Assignment → Every entry must be copied word for word.

(Saved data entries)
____________
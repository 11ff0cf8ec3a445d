use chrono::{DateTime, Utc};

use crate::models::{EmotionEntry, Moment, MomentMetadata, MomentType};
use crate::text::truncate_snippet;

/// Multiplier over the average intensity that counts as a peak
const PEAK_THRESHOLD_FACTOR: f64 = 1.5;
/// Previous intensity must clear this floor for a drop to count as a valley
const VALLEY_MIN_PREVIOUS: f64 = 0.3;
/// A valley is a drop below this fraction of the previous intensity
const VALLEY_DROP_FACTOR: f64 = 0.6;
/// Minimum absolute valence swing for a sentiment change
const SENTIMENT_FLIP_MAGNITUDE: f64 = 1.5;

/// Detect entries whose intensity spikes well above the running average
///
/// Intensity is the maximum score within an entry; entries with no scores
/// contribute nothing to the average and can never peak. Importance is the
/// intensity boosted by 1.2 and capped at 1.0.
pub fn detect_emotional_peaks(
    emotion_timeline: &[EmotionEntry],
    timestamps: &[DateTime<Utc>],
    fallback: DateTime<Utc>,
) -> Vec<Moment> {
    let mut moments = Vec::new();

    let intensities: Vec<f64> = emotion_timeline
        .iter()
        .filter_map(|e| e.intensity())
        .collect();
    if intensities.is_empty() {
        return moments;
    }

    let avg_intensity = intensities.iter().sum::<f64>() / intensities.len() as f64;
    let threshold = avg_intensity * PEAK_THRESHOLD_FACTOR;

    for (i, entry) in emotion_timeline.iter().enumerate() {
        let Some(intensity) = entry.intensity() else {
            continue;
        };

        if intensity >= threshold {
            moments.push(Moment {
                moment_type: MomentType::EmotionalPeak,
                timestamp: entry_timestamp(i, timestamps, fallback),
                importance_score: (intensity * 1.2).min(1.0),
                text_snippet: chunk_snippet(entry),
                metadata: MomentMetadata::EmotionalPeak {
                    dominant_emotion: entry.dominant_emotion.clone(),
                    intensity,
                    threshold,
                },
            });
        }
    }

    moments
}

/// Detect sudden drops in emotion intensity between adjacent entries
pub fn detect_emotional_valleys(
    emotion_timeline: &[EmotionEntry],
    timestamps: &[DateTime<Utc>],
    fallback: DateTime<Utc>,
) -> Vec<Moment> {
    let mut moments = Vec::new();

    if emotion_timeline.len() < 2 {
        return moments;
    }

    let intensities: Vec<f64> = emotion_timeline
        .iter()
        .map(|e| e.intensity().unwrap_or(0.0))
        .collect();

    for i in 1..intensities.len() {
        let previous = intensities[i - 1];
        let current = intensities[i];

        // previous > 0.3 also guards the drop-percentage division
        if previous > VALLEY_MIN_PREVIOUS && current < previous * VALLEY_DROP_FACTOR {
            moments.push(Moment {
                moment_type: MomentType::EmotionalValley,
                timestamp: entry_timestamp(i, timestamps, fallback),
                importance_score: 0.6,
                text_snippet: chunk_snippet(&emotion_timeline[i]),
                metadata: MomentMetadata::EmotionalValley {
                    previous_intensity: previous,
                    current_intensity: current,
                    drop_percentage: (previous - current) / previous * 100.0,
                },
            });
        }
    }

    moments
}

/// Detect full positive/negative sentiment flips between adjacent entries
pub fn detect_sentiment_changes(
    emotion_timeline: &[EmotionEntry],
    timestamps: &[DateTime<Utc>],
    fallback: DateTime<Utc>,
) -> Vec<Moment> {
    let mut moments = Vec::new();

    if emotion_timeline.len() < 2 {
        return moments;
    }

    let sentiments: Vec<f64> = emotion_timeline
        .iter()
        .map(|e| valence(&e.dominant_emotion))
        .collect();

    for i in 1..sentiments.len() {
        let magnitude = (sentiments[i] - sentiments[i - 1]).abs();

        if magnitude >= SENTIMENT_FLIP_MAGNITUDE {
            moments.push(Moment {
                moment_type: MomentType::SentimentChange,
                timestamp: entry_timestamp(i, timestamps, fallback),
                importance_score: 0.8,
                text_snippet: chunk_snippet(&emotion_timeline[i]),
                metadata: MomentMetadata::SentimentChange {
                    previous_sentiment: sentiments[i - 1],
                    current_sentiment: sentiments[i],
                    change_magnitude: magnitude,
                },
            });
        }
    }

    moments
}

/// Signed sentiment weight for an emotion label
fn valence(label: &str) -> f64 {
    match label.to_lowercase().as_str() {
        "joy" | "happiness" | "excitement" => 1.0,
        "sadness" | "anger" | "fear" | "disgust" => -1.0,
        _ => 0.0,
    }
}

fn entry_timestamp(
    index: usize,
    timestamps: &[DateTime<Utc>],
    fallback: DateTime<Utc>,
) -> DateTime<Utc> {
    timestamps.get(index).copied().unwrap_or(fallback)
}

fn chunk_snippet(entry: &EmotionEntry) -> String {
    entry
        .text_chunk
        .as_deref()
        .map(truncate_snippet)
        .unwrap_or_default()
}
____________
Task result →
repository 11ff0cf8ec3a445d
use chrono::{DateTime, Utc};

use crate::models::{EmotionEntry, Moment, MomentMetadata, MomentType};
use crate::text::truncate_snippet;

/// Multiplier over the average intensity that counts as a peak
const PEAK_THRESHOLD_FACTOR: f64 = 1.5;
/// Previous intensity must clear this floor for a drop to count as a valley
const VALLEY_MIN_PREVIOUS: f64 = 0.3;
/// A valley is a drop below this fraction of the previous intensity
const VALLEY_DROP_FACTOR: f64 = 0.6;
/// Minimum absolute valence swing for a sentiment change
const SENTIMENT_FLIP_MAGNITUDE: f64 = 1.5;

/// Detect entries whose intensity spikes well above the running average
///
/// Intensity is the maximum score within an entry; entries with no scores
/// contribute nothing to the average and can never peak. Importance is the
/// intensity boosted by 1.2 and capped at 1.0.
pub fn detect_emotional_peaks(
    emotion_timeline: &[EmotionEntry],
    timestamps: &[DateTime<Utc>],
    fallback: DateTime<Utc>,
) -> Vec<Moment> {
    let mut moments = Vec::new();

    let intensities: Vec<f64> = emotion_timeline
        .iter()
        .filter_map(|e| e.intensity())
        .collect();
    if intensities.is_empty() {
        return moments;
    }

    let avg_intensity = intensities.iter().sum::<f64>() / intensities.len() as f64;
    let threshold = avg_intensity * PEAK_THRESHOLD_FACTOR;

    for (i, entry) in emotion_timeline.iter().enumerate() {
        let Some(intensity) = entry.intensity() else {
            continue;
        };

        if intensity >= threshold {
            moments.push(Moment {
                moment_type: MomentType::EmotionalPeak,
                timestamp: entry_timestamp(i, timestamps, fallback),
                importance_score: (intensity * 1.2).min(1.0),
                text_snippet: chunk_snippet(entry),
                metadata: MomentMetadata::EmotionalPeak {
                    dominant_emotion: entry.dominant_emotion.clone(),
                    intensity,
                    threshold,
                },
            });
        }
    }

    moments
}

/// Detect sudden drops in emotion intensity between adjacent entries
pub fn detect_emotional_valleys(
    emotion_timeline: &[EmotionEntry],
    timestamps: &[DateTime<Utc>],
    fallback: DateTime<Utc>,
) -> Vec<Moment> {
    let mut moments = Vec::new();

    if emotion_timeline.len() < 2 {
        return moments;
    }

    let intensities: Vec<f64> = emotion_timeline
        .iter()
        .map(|e| e.intensity().unwrap_or(0.0))
        .collect();

    for i in 1..intensities.len() {
        let previous = intensities[i - 1];
        let current = intensities[i];

        // previous > 0.3 also guards the drop-percentage division
        if previous > VALLEY_MIN_PREVIOUS && current < previous * VALLEY_DROP_FACTOR {
            moments.push(Moment {
                moment_type: MomentType::EmotionalValley,
                timestamp: entry_timestamp(i, timestamps, fallback),
                importance_score: 0.6,
                text_snippet: chunk_snippet(&emotion_timeline[i]),
                metadata: MomentMetadata::EmotionalValley {
                    previous_intensity: previous,
                    current_intensity: current,
                    drop_percentage: (previous - current) / previous * 100.0,
                },
            });
        }
    }

    moments
}

/// Detect full positive/negative sentiment flips between adjacent entries
pub fn detect_sentiment_changes(
    emotion_timeline: &[EmotionEntry],
    timestamps: &[DateTime<Utc>],
    fallback: DateTime<Utc>,
) -> Vec<Moment> {
    let mut moments = Vec::new();

    if emotion_timeline.len() < 2 {
        return moments;
    }

    let sentiments: Vec<f64> = emotion_timeline
        .iter()
        .map(|e| valence(&e.dominant_emotion))
        .collect();

    for i in 1..sentiments.len() {
        let magnitude = (sentiments[i] - sentiments[i - 1]).abs();

        if magnitude >= SENTIMENT_FLIP_MAGNITUDE {
            moments.push(Moment {
                moment_type: MomentType::SentimentChange,
                timestamp: entry_timestamp(i, timestamps, fallback),
                importance_score: 0.8,
                text_snippet: chunk_snippet(&emotion_timeline[i]),
                metadata: MomentMetadata::SentimentChange {
                    previous_sentiment: sentiments[i - 1],
                    current_sentiment: sentiments[i],
                    change_magnitude: magnitude,
                },
            });
        }
    }

    moments
}

/// Signed sentiment weight for an emotion label
fn valence(label: &str) -> f64 {
    match label.to_lowercase().as_str() {
        "joy" | "happiness" | "excitement" => 1.0,
        "sadness" | "anger" | "fear" | "disgust" => -1.0,
        _ => 0.0,
    }
}

fn entry_timestamp(
    index: usize,
    timestamps: &[DateTime<Utc>],
    fallback: DateTime<Utc>,
) -> DateTime<Utc> {
    timestamps.get(index).copied().unwrap_or(fallback)
}

fn chunk_snippet(entry: &EmotionEntry) -> String {
    entry
        .text_chunk
        .as_deref()
        .map(truncate_snippet)
        .unwrap_or_default()
}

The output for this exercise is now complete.